Wars and violence have always been a major theme of colonial historiography. But while the monuments to the generals and admirals which told their stories publicly on the street are losing their names and significance, the massacres with which prosperity was brought to Europe are also increasingly disappearing without a trace from the collective memory.

In Indonesia, Van Heutsz is a national figure because the large archipelago of islands became a centrally ruled entity under his government. In the Netherlands, Van Heutsz has been completely “forgotten”. He is no longer even a name on a monument.

From supreme commander to scapegoat

Let’s leave Amsterdam now but stay in Northern Holland. We’re going to Hoorn, a town on Lake Markermeer. There we find the statue of the abovementioned Jan Pietersz Coen.

From the early seventeenth century, officers from the Dutch East India Company used a great deal of violence to force farmers in the Molucca Islands to sell their nutmeg, mace and cloves exclusively to them. The supreme commander in the East Indies, Laurens Reael, protested against these punitive expeditions. But a member of the first Council of the Indies, Jacques l’Hermite, wrote in a letter to the general management in Amsterdam, in 1612: “In my opinion, one should not have tried to make any kind of peace before one had conquered them completely and brought them to their senses with proper agreements or completely annihilated them, whereby the latter would certainly have offered the most certainty...” (3) Jan Pietersz Coen carried out this plan.

In February 1621 a thousand soldiers landed on Banda Neira. They occupied the island and Coen immediately sent 800 prisoners to Batavia as slaves. In March the troops from the Dutch East India Company surrounded the village of Lontor, set fire to it and took the inhabitants prisoner as they fled. Less than ten years after Jacques l’Hermite frankly suggested annihilating the Bandanese (“these villainous monsters”), Coen wrote to the management of the Dutch East India Company, “Due to the war, poverty and deprivation, the inhabitants have almost all perished”.

The population of the Banda archipelago was put at 15 000 when the Dutch arrived.

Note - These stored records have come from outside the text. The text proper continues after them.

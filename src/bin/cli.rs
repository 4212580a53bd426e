//! Template induction CLI
//!
//! Reads an HTML document from a file or stdin, discovers its repeated templates
//! and prints them as a JSON report of CSS locators.

use anyhow::{Context, Result};
use clap::{Parser, ValueEnum};
use std::io::Read;
use std::path::PathBuf;
use template_induction::{
    HtmlDocument, InductionOptions, InductionReport, OverlapPolicy, TemplateInducer,
};

#[derive(Debug, Clone, Copy, ValueEnum)]
enum Overlap {
    /// Keep the cluster with more instances (default)
    MostInstances,
    /// Keep the deepest cluster of an ancestor chain
    Deepest,
    /// Keep the outermost cluster of an ancestor chain
    Shallowest,
}

impl From<Overlap> for OverlapPolicy {
    fn from(value: Overlap) -> Self {
        match value {
            Overlap::MostInstances => OverlapPolicy::MostInstances,
            Overlap::Deepest => OverlapPolicy::Deepest,
            Overlap::Shallowest => OverlapPolicy::Shallowest,
        }
    }
}

#[derive(Parser)]
#[command(name = "template-induce")]
#[command(version)]
#[command(about = "Discover repeated templates in an HTML document", long_about = None)]
struct Cli {
    /// HTML file to analyze (reads stdin when omitted)
    #[arg(value_name = "FILE")]
    input: Option<PathBuf>,

    /// JSON file with induction options
    #[arg(long, value_name = "PATH")]
    config: Option<PathBuf>,

    /// Minimum number of wrapper instances
    #[arg(long, value_name = "N")]
    min_instances: Option<usize>,

    /// Minimum number of field groups per template
    #[arg(long, value_name = "N")]
    min_fields: Option<usize>,

    /// Share of instances a field must strictly exceed
    #[arg(long, value_name = "RATIO")]
    coverage: Option<f64>,

    /// Tie-break between nested templates
    #[arg(long, value_enum)]
    overlap: Option<Overlap>,

    /// Drop script, style and noscript elements before analysis
    #[arg(long)]
    simplify: bool,

    /// Print compact JSON
    #[arg(long)]
    compact: bool,

    /// Enable debug logging
    #[arg(long, short = 'v')]
    verbose: bool,
}

fn load_options(cli: &Cli) -> Result<InductionOptions> {
    let mut options = match &cli.config {
        Some(path) => {
            let json = std::fs::read_to_string(path)
                .with_context(|| format!("Failed to read config {}", path.display()))?;
            InductionOptions::from_json(&json)?
        }
        None => InductionOptions::default(),
    };

    if let Some(min_instances) = cli.min_instances {
        options = options.min_instances(min_instances);
    }
    if let Some(min_fields) = cli.min_fields {
        options = options.min_fields(min_fields);
    }
    if let Some(coverage) = cli.coverage {
        options = options.field_coverage(coverage);
    }
    if let Some(overlap) = cli.overlap {
        options = options.overlap_policy(overlap.into());
    }

    Ok(options)
}

fn read_input(input: Option<&PathBuf>) -> Result<String> {
    match input {
        Some(path) => std::fs::read_to_string(path)
            .with_context(|| format!("Failed to read {}", path.display())),
        None => {
            let mut html = String::new();
            std::io::stdin()
                .read_to_string(&mut html)
                .context("Failed to read stdin")?;
            Ok(html)
        }
    }
}

fn main() -> Result<()> {
    let cli = Cli::parse();

    let default_filter = if cli.verbose { "debug" } else { "warn" };
    env_logger::Builder::from_env(env_logger::Env::default().default_filter_or(default_filter))
        .init();

    let options = load_options(&cli)?;
    let inducer = TemplateInducer::with_options(options)?;

    let html = read_input(cli.input.as_ref())?;
    let document = if cli.simplify {
        HtmlDocument::parse_simplified(&html)
    } else {
        HtmlDocument::parse(&html)
    };
    let tree = document.tree();
    log::info!("Parsed {} elements", tree.count_elements());

    let groups = inducer.induce(tree);
    log::info!("Found {} template(s)", groups.len());

    let report = InductionReport::new(tree, &groups)?;
    let json = if cli.compact {
        report.to_json()?
    } else {
        report.to_json_pretty()?
    };
    println!("{}", json);

    Ok(())
}
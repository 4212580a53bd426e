use thiserror::Error;

/// Errors produced while building, querying or reporting on a document tree
#[derive(Debug, Error)]
pub enum InductionError {
    /// The HTML input could not be turned into an element tree
    #[error("Failed to parse document: {0}")]
    ParseFailed(String),

    /// A CSS query string was rejected by the selector parser
    #[error("Invalid selector: {0}")]
    InvalidSelector(String),

    /// The tree violates the element model (dangling id, broken parent link)
    #[error("Malformed tree: {0}")]
    MalformedTree(String),

    /// Induction options are out of range
    #[error("Invalid options: {0}")]
    InvalidOptions(String),

    /// JSON encoding or decoding failed
    #[error("Serialization failed: {0}")]
    Serialization(#[from] serde_json::Error),
}

/// Result alias used across the crate
pub type Result<T> = std::result::Result<T, InductionError>;
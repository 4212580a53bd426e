use crate::dom::element::ElementNode;
use crate::error::{InductionError, Result};
use indexmap::IndexMap;
use serde::ser::Error as _;
use serde::{Deserialize, Serialize};
use std::ops::Index;

/// Deepest element depth the JSON form supports.
///
/// `serde_json` reads at most 127 nested containers. Every element level opens
/// an object and a `children` array, and the deepest element adds its
/// `attributes` map.
pub const MAX_JSON_DEPTH: usize = 62;

/// Index of an element inside a [`DomTree`] arena.
///
/// Ids are assigned in document (pre-order) order, so comparing two ids
/// compares their document positions.
#[derive(Debug, Clone, Copy, PartialEq, Eq, Hash, PartialOrd, Ord, Serialize, Deserialize)]
#[serde(transparent)]
pub struct NodeId(usize);

impl NodeId {
    /// Position of the element in the arena
    pub fn index(self) -> usize {
        self.0
    }
}

/// One element of the arena
#[derive(Debug, Clone, PartialEq)]
pub struct Element {
    /// Tag name as given by the producer of the tree
    pub tag_name: String,

    /// Attributes in source order
    pub attributes: IndexMap<String, String>,

    /// Class tokens in source order, without duplicates
    pub classes: Vec<String>,

    /// Direct text, excluding descendants
    pub text: Option<String>,

    /// Child element ids in document order
    pub children: Vec<NodeId>,

    /// Parent id; `None` only for the root
    pub parent: Option<NodeId>,

    /// Number of ancestors
    pub depth: usize,

    /// 1-based position among non-text siblings
    pub sibling_index: usize,
}

impl Element {
    /// Element ID attribute
    pub fn id(&self) -> Option<&String> {
        self.attributes.get("id")
    }

    /// Check if element has a specific class
    pub fn has_class(&self, class_name: &str) -> bool {
        self.classes.iter().any(|c| c == class_name)
    }
}

/// Read-only document tree stored as an arena of elements.
///
/// Children are owned through their parent's forward list; the parent link is
/// a plain index used for upward navigation.
#[derive(Debug, Clone)]
pub struct DomTree {
    nodes: Vec<Element>,

    /// Exclusive end of each node's subtree in arena order
    subtree_end: Vec<usize>,

    /// Whether each node's subtree contains a text-bearing element
    has_content: Vec<bool>,
}

impl DomTree {
    /// Flatten an owned element description into an arena
    pub fn new(root: ElementNode) -> Self {
        let mut nodes: Vec<Element> = Vec::with_capacity(root.count_elements());

        // (node, parent, depth, fallback position)
        let mut stack: Vec<(ElementNode, Option<NodeId>, usize, usize)> = vec![(root, None, 0, 1)];

        while let Some((mut node, parent, depth, fallback_position)) = stack.pop() {
            let id = NodeId(nodes.len());
            let classes = node.class_list().into_iter().map(String::from).collect();
            let children = std::mem::take(&mut node.children);

            nodes.push(Element {
                tag_name: std::mem::take(&mut node.tag_name),
                attributes: std::mem::take(&mut node.attributes),
                classes,
                text: node.text_content.take(),
                children: Vec::with_capacity(children.len()),
                parent,
                depth,
                sibling_index: node.position.unwrap_or(fallback_position),
            });

            if let Some(parent) = parent {
                nodes[parent.0].children.push(id);
            }

            for (i, child) in children.into_iter().enumerate().rev() {
                stack.push((child, Some(id), depth + 1, i + 1));
            }
        }

        let mut subtree_end: Vec<usize> = (1..=nodes.len()).collect();
        let mut has_content: Vec<bool> = nodes.iter().map(Self::element_is_text_bearing).collect();

        // Children always come after their parent, so a reverse sweep sees
        // every subtree complete before its root.
        for i in (0..nodes.len()).rev() {
            if let Some(parent) = nodes[i].parent {
                subtree_end[parent.0] = subtree_end[parent.0].max(subtree_end[i]);
                has_content[parent.0] |= has_content[i];
            }
        }

        Self {
            nodes,
            subtree_end,
            has_content,
        }
    }

    /// Parse an HTML document into a tree rooted at its `<html>` element
    pub fn from_html(html: &str) -> Self {
        Self::new(crate::dom::html::parse_element_node(html))
    }

    /// Build a tree from the JSON form of an [`ElementNode`]
    pub fn from_json(json: &str) -> Result<Self> {
        let root: ElementNode = serde_json::from_str(json)
            .map_err(|e| InductionError::ParseFailed(format!("Failed to parse tree JSON: {}", e)))?;
        Ok(Self::new(root))
    }

    /// Id of the root element
    pub fn root(&self) -> NodeId {
        NodeId(0)
    }

    /// Number of elements in the tree
    pub fn len(&self) -> usize {
        self.nodes.len()
    }

    /// A tree always holds its root, so this is never true for built trees
    pub fn is_empty(&self) -> bool {
        self.nodes.is_empty()
    }

    /// Count total elements in the tree
    pub fn count_elements(&self) -> usize {
        self.len()
    }

    /// Get an element by id
    pub fn get(&self, id: NodeId) -> Option<&Element> {
        self.nodes.get(id.0)
    }

    /// Get an element by id, reporting ids that do not belong to this tree
    pub fn element(&self, id: NodeId) -> Result<&Element> {
        self.get(id).ok_or_else(|| {
            InductionError::MalformedTree(format!(
                "node {} is outside a tree of {} elements",
                id.0,
                self.nodes.len()
            ))
        })
    }

    /// Child ids in document order
    pub fn children(&self, id: NodeId) -> &[NodeId] {
        &self[id].children
    }

    /// Parent id, `None` for the root
    pub fn parent(&self, id: NodeId) -> Option<NodeId> {
        self[id].parent
    }

    /// Proper ancestors, nearest first
    pub fn ancestors(&self, id: NodeId) -> impl Iterator<Item = NodeId> + '_ {
        std::iter::successors(self.parent(id), move |&current| self.parent(current))
    }

    /// Whether `ancestor` is a proper ancestor of `node`
    pub fn is_ancestor(&self, ancestor: NodeId, node: NodeId) -> bool {
        ancestor.0 < node.0 && node.0 < self.subtree_end[ancestor.0]
    }

    /// All ids in document order
    pub fn node_ids(&self) -> impl Iterator<Item = NodeId> + '_ {
        (0..self.nodes.len()).map(NodeId)
    }

    /// All elements with their ids in document order
    pub fn iter(&self) -> impl Iterator<Item = (NodeId, &Element)> {
        self.nodes.iter().enumerate().map(|(i, element)| (NodeId(i), element))
    }

    /// True iff the element has direct, non-blank text
    pub fn is_text_bearing(&self, id: NodeId) -> bool {
        Self::element_is_text_bearing(&self[id])
    }

    /// True iff the element or one of its descendants is text-bearing
    pub fn has_text_content(&self, id: NodeId) -> bool {
        self.has_content[id.0]
    }

    /// 1-based position among non-text siblings
    pub fn sibling_index(&self, id: NodeId) -> usize {
        self[id].sibling_index
    }

    /// Root-to-node locator: `tag.class:nth-child(i)` per level joined by `" > "`
    pub fn locate(&self, id: NodeId) -> String {
        let mut path: Vec<String> = std::iter::once(id)
            .chain(self.ancestors(id))
            .map(|node| self.path_segment(node))
            .collect();
        path.reverse();
        path.join(" > ")
    }

    fn path_segment(&self, id: NodeId) -> String {
        let element = &self[id];
        let mut segment = element.tag_name.to_lowercase();
        for class in &element.classes {
            segment.push('.');
            segment.push_str(class);
        }
        segment.push_str(&format!(":nth-child({})", element.sibling_index));
        segment
    }

    /// Resolve a path of sibling indices, starting with the root's own index
    pub fn node_at_position_path(&self, path: &[usize]) -> Option<NodeId> {
        let (&first, rest) = path.split_first()?;
        let root = self.root();
        if self.sibling_index(root) != first {
            return None;
        }

        rest.iter().try_fold(root, |current, &position| {
            self.children(current)
                .iter()
                .copied()
                .find(|&child| self.sibling_index(child) == position)
        })
    }

    /// Rebuild the owned description of a subtree
    pub fn to_element_node(&self, id: NodeId) -> ElementNode {
        // the subtree of `id` is the contiguous arena range starting at `id`
        let flat: Vec<(Option<usize>, ElementNode)> = (id.0..self.subtree_end[id.0])
            .map(|index| {
                let element = &self.nodes[index];
                let slot = element
                    .parent
                    .filter(|_| index != id.0)
                    .map(|parent| parent.0 - id.0);

                let mut node = ElementNode::new(element.tag_name.clone())
                    .with_attributes(element.attributes.clone())
                    .with_position(element.sibling_index);
                node.text_content = element.text.clone();

                (slot, node)
            })
            .collect();

        ElementNode::assemble(flat).unwrap_or_else(|| ElementNode::new(self[id].tag_name.clone()))
    }

    /// Number of ancestors of the deepest element
    pub fn max_depth(&self) -> usize {
        self.nodes.iter().map(|element| element.depth).max().unwrap_or(0)
    }

    /// Convert the DOM tree to JSON.
    ///
    /// Trees deeper than [`MAX_JSON_DEPTH`] are refused, since `from_json`
    /// could not read them back.
    pub fn to_json(&self) -> Result<String> {
        let depth = self.max_depth();
        if depth > MAX_JSON_DEPTH {
            return Err(serde_json::Error::custom(format!(
                "tree is {} levels deep, JSON form holds at most {}",
                depth, MAX_JSON_DEPTH
            ))
            .into());
        }

        Ok(serde_json::to_string_pretty(&self.to_element_node(self.root()))?)
    }

    fn element_is_text_bearing(element: &Element) -> bool {
        element
            .text
            .as_deref()
            .is_some_and(|text| !text.trim().is_empty())
    }
}

impl Index<NodeId> for DomTree {
    type Output = Element;

    fn index(&self, id: NodeId) -> &Element {
        &self.nodes[id.0]
    }
}
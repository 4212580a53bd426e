//! Overlap resolution between valid clusters.
//!
//! Two clusters conflict when they share an element or when an instance of one
//! is an ancestor of an instance of the other. Clusters are visited in policy
//! order and kept unless they conflict with one already kept; survivors are
//! returned in document order of their first instance.

use crate::dom::{DomTree, NodeId};
use crate::induction::discovery::CandidateCluster;
use crate::induction::fields::FieldGroup;
use crate::induction::options::OverlapPolicy;
use std::cmp::{Ordering, Reverse};

/// A cluster that passed validity filtering, with its accepted fields
#[derive(Debug, Clone, PartialEq)]
pub struct ValidCluster {
    pub cluster: CandidateCluster,
    pub fields: Vec<FieldGroup>,
}

/// Keep the non-conflicting clusters preferred by `policy`
pub fn resolve_overlaps(
    tree: &DomTree,
    clusters: Vec<ValidCluster>,
    policy: OverlapPolicy,
) -> Vec<ValidCluster> {
    let mut ranked: Vec<(usize, ValidCluster)> = clusters
        .into_iter()
        .map(|valid| (valid.cluster.depth(tree), valid))
        .collect();

    // stable sort: discovery order settles what the policy leaves equal
    ranked.sort_by(|(depth_a, a), (depth_b, b)| compare(policy, (*depth_a, a), (*depth_b, b)));

    let mut kept: Vec<ValidCluster> = Vec::new();
    for (_, candidate) in ranked {
        let instances = &candidate.cluster.instances;
        let winner = kept
            .iter()
            .position(|other| conflicts(tree, &other.cluster.instances, instances));

        match winner {
            Some(index) => {
                log::debug!("dropping {}: overlaps {}", candidate.cluster, kept[index].cluster);
            }
            None => kept.push(candidate),
        }
    }

    kept.sort_by_key(|valid| valid.cluster.instances.first().copied());
    kept
}

fn compare(
    policy: OverlapPolicy,
    a: (usize, &ValidCluster),
    b: (usize, &ValidCluster),
) -> Ordering {
    let (depth_a, a) = a;
    let (depth_b, b) = b;
    let count_a = a.cluster.len();
    let count_b = b.cluster.len();

    match policy {
        OverlapPolicy::MostInstances => {
            (Reverse(count_a), depth_a).cmp(&(Reverse(count_b), depth_b))
        }
        OverlapPolicy::Deepest => {
            (Reverse(depth_a), Reverse(count_a)).cmp(&(Reverse(depth_b), Reverse(count_b)))
        }
        OverlapPolicy::Shallowest => (depth_a, Reverse(count_a)).cmp(&(depth_b, Reverse(count_b))),
    }
}

/// Shared element, or an ancestor/descendant pair across the two instance sets
pub fn conflicts(tree: &DomTree, a: &[NodeId], b: &[NodeId]) -> bool {
    a.iter().any(|&x| {
        b.iter()
            .any(|&y| x == y || tree.is_ancestor(x, y) || tree.is_ancestor(y, x))
    })
}

#[cfg(test)]
mod tests {
    use super::*;
    use crate::dom::ElementNode;
    use crate::induction::signature::SignatureKey;

    fn valid(tree: &DomTree, class: &str, level: usize) -> ValidCluster {
        let instances: Vec<NodeId> = tree
            .iter()
            .filter(|(_, e)| e.has_class(class))
            .map(|(id, _)| id)
            .filter(|&id| tree.ancestors(id).filter(|&a| tree[a].has_class(class)).count() == level)
            .collect();
        ValidCluster {
            cluster: CandidateCluster {
                key: SignatureKey { tag: "div".to_string(), token: Some(class.to_string()) },
                level,
                instances,
            },
            fields: vec![Vec::new(), Vec::new()],
        }
    }

    fn card() -> ElementNode {
        ElementNode::new("div").with_class("card").with_children(vec![
            ElementNode::new("div").with_class("inner").with_children(vec![
                ElementNode::new("span").with_text("a"),
                ElementNode::new("span").with_text("b"),
            ]),
        ])
    }

    fn row() -> ElementNode {
        ElementNode::new("div").with_class("row").with_children(vec![card(), card()])
    }

    #[test]
    fn test_more_instances_wins_on_chain() {
        let tree = DomTree::new(ElementNode::new("body").with_children(vec![row(), row()]));
        let rows = valid(&tree, "row", 0);
        let cards = valid(&tree, "card", 0);

        let kept = resolve_overlaps(&tree, vec![rows, cards], OverlapPolicy::MostInstances);
        assert_eq!(kept.len(), 1);
        assert_eq!(kept[0].cluster.instances.len(), 4);
    }

    #[test]
    fn test_tie_keeps_shallower() {
        let tree =
            DomTree::new(ElementNode::new("body").with_children(vec![card(), card(), card()]));
        let cards = valid(&tree, "card", 0);
        let inners = valid(&tree, "inner", 0);

        let kept = resolve_overlaps(&tree, vec![inners, cards], OverlapPolicy::MostInstances);
        assert_eq!(kept.len(), 1);
        assert_eq!(kept[0].cluster.key.to_string(), "div.card");
    }

    #[test]
    fn test_policies_pick_ends_of_chain() {
        let tree =
            DomTree::new(ElementNode::new("body").with_children(vec![card(), card(), card()]));

        let deepest = resolve_overlaps(
            &tree,
            vec![valid(&tree, "card", 0), valid(&tree, "inner", 0)],
            OverlapPolicy::Deepest,
        );
        assert_eq!(deepest[0].cluster.key.to_string(), "div.inner");

        let tree = DomTree::new(ElementNode::new("body").with_children(vec![row(), row()]));
        let shallowest = resolve_overlaps(
            &tree,
            vec![valid(&tree, "card", 0), valid(&tree, "row", 0)],
            OverlapPolicy::Shallowest,
        );
        assert_eq!(shallowest.len(), 1);
        assert_eq!(shallowest[0].cluster.key.to_string(), "div.row");
    }

    #[test]
    fn test_disjoint_clusters_are_both_kept_in_document_order() {
        let section = |class: &str| {
            ElementNode::new("section").with_children(vec![
                ElementNode::new("div").with_class(class),
                ElementNode::new("div").with_class(class),
                ElementNode::new("div").with_class(class),
            ])
        };
        let tree = DomTree::new(
            ElementNode::new("body").with_children(vec![section("first"), section("second")]),
        );

        let second = valid(&tree, "second", 0);
        let mut first = valid(&tree, "first", 0);
        first.cluster.instances.truncate(2);

        let kept = resolve_overlaps(&tree, vec![second, first], OverlapPolicy::MostInstances);
        let keys: Vec<String> = kept.iter().map(|v| v.cluster.key.to_string()).collect();
        assert_eq!(keys, vec!["div.first", "div.second"]);
    }

    #[test]
    fn test_conflicts() {
        let tree = DomTree::new(ElementNode::new("body").with_children(vec![card(), card()]));
        let cards = valid(&tree, "card", 0).cluster.instances;
        let inners = valid(&tree, "inner", 0).cluster.instances;

        assert!(conflicts(&tree, &cards, &inners));
        assert!(conflicts(&tree, &inners, &cards));
        assert!(conflicts(&tree, &cards[..1], &cards));
        assert!(!conflicts(&tree, &cards[..1], &inners[1..]));
    }
}
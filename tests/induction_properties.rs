use std::collections::HashSet;
use template_induction::{
    DomTree, ElementGroup, ElementNode, HtmlDocument, InductionOptions, NodeId, OverlapPolicy,
    TemplateInducer, induce,
};

fn documents() -> Vec<DomTree> {
    let card = |title: &str, extra: Option<&str>| {
        let mut children = vec![
            ElementNode::new("h3").with_class("name").with_text(title),
            ElementNode::new("span").with_class("cost").with_text("9"),
        ];
        if let Some(extra) = extra {
            children.push(ElementNode::new("em").with_class("badge").with_text(extra));
        }
        ElementNode::new("article").with_class("card").with_children(children)
    };

    let nested_list = ElementNode::new("body").with_children(vec![
        ElementNode::new("ul").with_class("menu").with_children(vec![
            ElementNode::new("li").with_children(vec![
                ElementNode::new("a").with_text("Home"),
                ElementNode::new("small").with_text("1"),
            ]),
            ElementNode::new("li").with_children(vec![
                ElementNode::new("a").with_text("Shop"),
                ElementNode::new("small").with_text("2"),
            ]),
        ]),
        ElementNode::new("section").with_children(vec![
            card("a", None),
            card("b", Some("new")),
            card("c", None),
            card("d", Some("sale")),
        ]),
    ]);

    vec![
        DomTree::new(nested_list),
        HtmlDocument::parse(
            r#"<table>
                <tr><td>1</td><td>Alice</td><td>alice@example.com</td></tr>
                <tr><td>2</td><td>Bob</td><td>bob@example.com</td></tr>
                <tr><td>3</td><td>Carol</td><td></td></tr>
            </table>
            <div class="x"><div class="x"><b>1</b><i>2</i></div><div class="x"><b>3</b><i>4</i></div></div>
            <div class="x"><div class="x"><b>5</b><i>6</i></div><div class="x"><b>7</b><i>8</i></div></div>"#,
        )
        .into_tree(),
        DomTree::from_html("<p>nothing repeats here</p>"),
    ]
}

fn assert_group_invariants(tree: &DomTree, group: &ElementGroup, options: &InductionOptions) {
    assert!(group.wrapper_elements.len() >= options.min_instances);
    assert!(group.element_groups.len() >= options.min_fields);
    assert!(group.wrapper_elements.windows(2).all(|w| w[0] < w[1]));

    let wrappers: HashSet<NodeId> = group.wrapper_elements.iter().copied().collect();
    let mut seen: HashSet<NodeId> = HashSet::new();

    for field in &group.element_groups {
        assert!(field.len() <= group.wrapper_elements.len());
        assert!(options.covers(field.len(), group.wrapper_elements.len()));
        assert!(field.windows(2).all(|w| w[0] < w[1]));

        for &id in field {
            assert!(seen.insert(id), "element appears in two field groups");
            assert!(!wrappers.contains(&id), "wrapper reported as a field");
            assert!(tree.is_text_bearing(id));
            assert!(
                group.wrapper_elements.iter().any(|&w| tree.is_ancestor(w, id)),
                "field outside of every wrapper"
            );
        }
    }
}

#[test]
fn test_determinism() {
    for tree in documents() {
        assert_eq!(induce(&tree), induce(&tree));
    }
}

#[test]
fn test_group_invariants_hold() {
    let options = InductionOptions::default();
    for tree in documents() {
        for group in induce(&tree) {
            assert_group_invariants(&tree, &group, &options);
        }
    }
}

#[test]
fn test_group_invariants_hold_for_every_policy() {
    let policies = [
        OverlapPolicy::MostInstances,
        OverlapPolicy::Deepest,
        OverlapPolicy::Shallowest,
    ];
    for policy in policies {
        let options = InductionOptions::new().overlap_policy(policy).field_coverage(0.3);
        let inducer = TemplateInducer::with_options(options.clone()).unwrap();

        for tree in documents() {
            let groups = inducer.induce(&tree);
            for group in &groups {
                assert_group_invariants(&tree, group, &options);
            }

            // kept groups never nest inside each other
            for (i, a) in groups.iter().enumerate() {
                for b in &groups[i + 1..] {
                    for &x in &a.wrapper_elements {
                        for &y in &b.wrapper_elements {
                            assert!(x != y && !tree.is_ancestor(x, y) && !tree.is_ancestor(y, x));
                        }
                    }
                }
            }
        }
    }
}

#[test]
fn test_independent_sections_in_document_order() {
    let trees = documents();
    let tree = &trees[0];
    let groups = induce(tree);

    let wrapper_tags: Vec<&str> = groups
        .iter()
        .map(|g| tree[g.wrapper_elements[0]].tag_name.as_str())
        .collect();
    assert_eq!(wrapper_tags, vec!["li", "article"]);

    // the optional badge is on half the cards, which is not a majority
    let cards = &groups[1];
    assert_eq!(cards.wrapper_elements.len(), 4);
    assert_eq!(cards.element_groups.len(), 2);
}

#[test]
fn test_majority_tolerance() {
    // present in 4 of 5 wrappers, substituted in the fifth
    let item = |label: &str| {
        ElementNode::new("div").with_class("item").with_children(vec![
            ElementNode::new("b").with_class("name").with_text("n"),
            ElementNode::new("i").with_class(label).with_text("v"),
        ])
    };
    let tree = DomTree::new(ElementNode::new("body").with_children(vec![
        item("value"),
        item("value"),
        item("other"),
        item("value"),
        item("value"),
    ]));

    let groups = induce(&tree);
    assert_eq!(groups.len(), 1);

    let values = &groups[0].element_groups[1];
    assert_eq!(values.len(), 4);
    assert!(values.iter().all(|&id| tree[id].has_class("value")));
    assert!(
        groups[0]
            .element_groups
            .iter()
            .flatten()
            .all(|&id| !tree[id].has_class("other"))
    );
}

#[test]
fn test_table_rows_and_nested_signature() {
    let trees = documents();
    let tree = &trees[1];
    let groups = induce(tree);

    let tags: Vec<(&str, usize, usize)> = groups
        .iter()
        .map(|g| {
            let tag = tree[g.wrapper_elements[0]].tag_name.as_str();
            (tag, g.instance_count(), g.field_count())
        })
        .collect();
    // the empty cell of the last row lowers coverage of the third column to 2 of 3
    assert_eq!(tags, vec![("tr", 3, 3), ("div", 4, 2)]);
}

#[test]
fn test_deeply_nested_documents() {
    const DEPTH: usize = 20_000;

    let item = |title: &str, price: &str| {
        format!(r#"<div class="group"><span class="title">{title}</span><span class="price">{price}</span></div>"#)
    };
    let html = format!(
        "<html><body>{}{}{}{}{}</body></html>",
        "<div>".repeat(DEPTH),
        item("AAA", "1"),
        item("BBB", "2"),
        item("CCC", "3"),
        "</div>".repeat(DEPTH),
    );

    let doc = HtmlDocument::parse(&html);
    assert!(doc.tree().max_depth() > DEPTH);

    let groups = induce(doc.tree());
    assert_eq!(groups.len(), 1);
    assert_eq!(groups[0].instance_count(), 3);
    assert_eq!(groups[0].field_count(), 2);

    let product = |title: &str| {
        ElementNode::new("li").with_class("product").with_children(vec![
            ElementNode::new("b").with_text(title),
            ElementNode::new("i").with_text("9"),
        ])
    };
    let mut node = ElementNode::new("ul").with_children(vec![product("a"), product("b")]);
    for _ in 0..DEPTH {
        node = ElementNode::new("div").with_children(vec![node]);
    }

    let tree = DomTree::new(node);
    assert_eq!(tree.len(), DEPTH + 7);

    let groups = induce(&tree);
    assert_eq!(groups.len(), 1);
    assert!(groups[0].wrapper_elements.iter().all(|&id| tree[id].has_class("product")));
}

A thousand, at the most, managed to flee to neighbouring islands. Coen himself wrote in his “Discourse” (Vertoog) that around 2500 Bandanese souls perished from hunger and misery or by the sword.

The Dutch did what the Portuguese never succeeded in doing. By capturing the gardens and orchards on the Molucca and Banda islands they obtained the monopoly on the international trade in nutmeg and cloves. It is a grim fact that the Dutch colonial empire was founded on a massacre.

Because of his strategic and lucrative mass murder, Coen became one of the most venerated Dutchmen. His life-size statue has stood in the centre of Hoorn since 1893, in Amsterdam his sculpted portrait still stands in five public places.

In the twenty-first century Coen’s image has rapidly deteriorated. During the Slavery debate and the Black Peter discussion – terms that stand for the change in the Netherlands towards a new relationship with the colonial past – Coen was revived in the national consciousness. But the once revered founder of the colonial empire was born again as the lasting scapegoat and symbol for the centuries of violence and exploitation overseas. Some felt such abhorrence of his name that they removed it from a street or a school.

My advice is not to erase the names of murderous colonialists and to maintain their statues well. After all, although they were originally erected to remind us of the “greatest deeds”, they speak loudly now of misdeeds and will continue to do so in the future.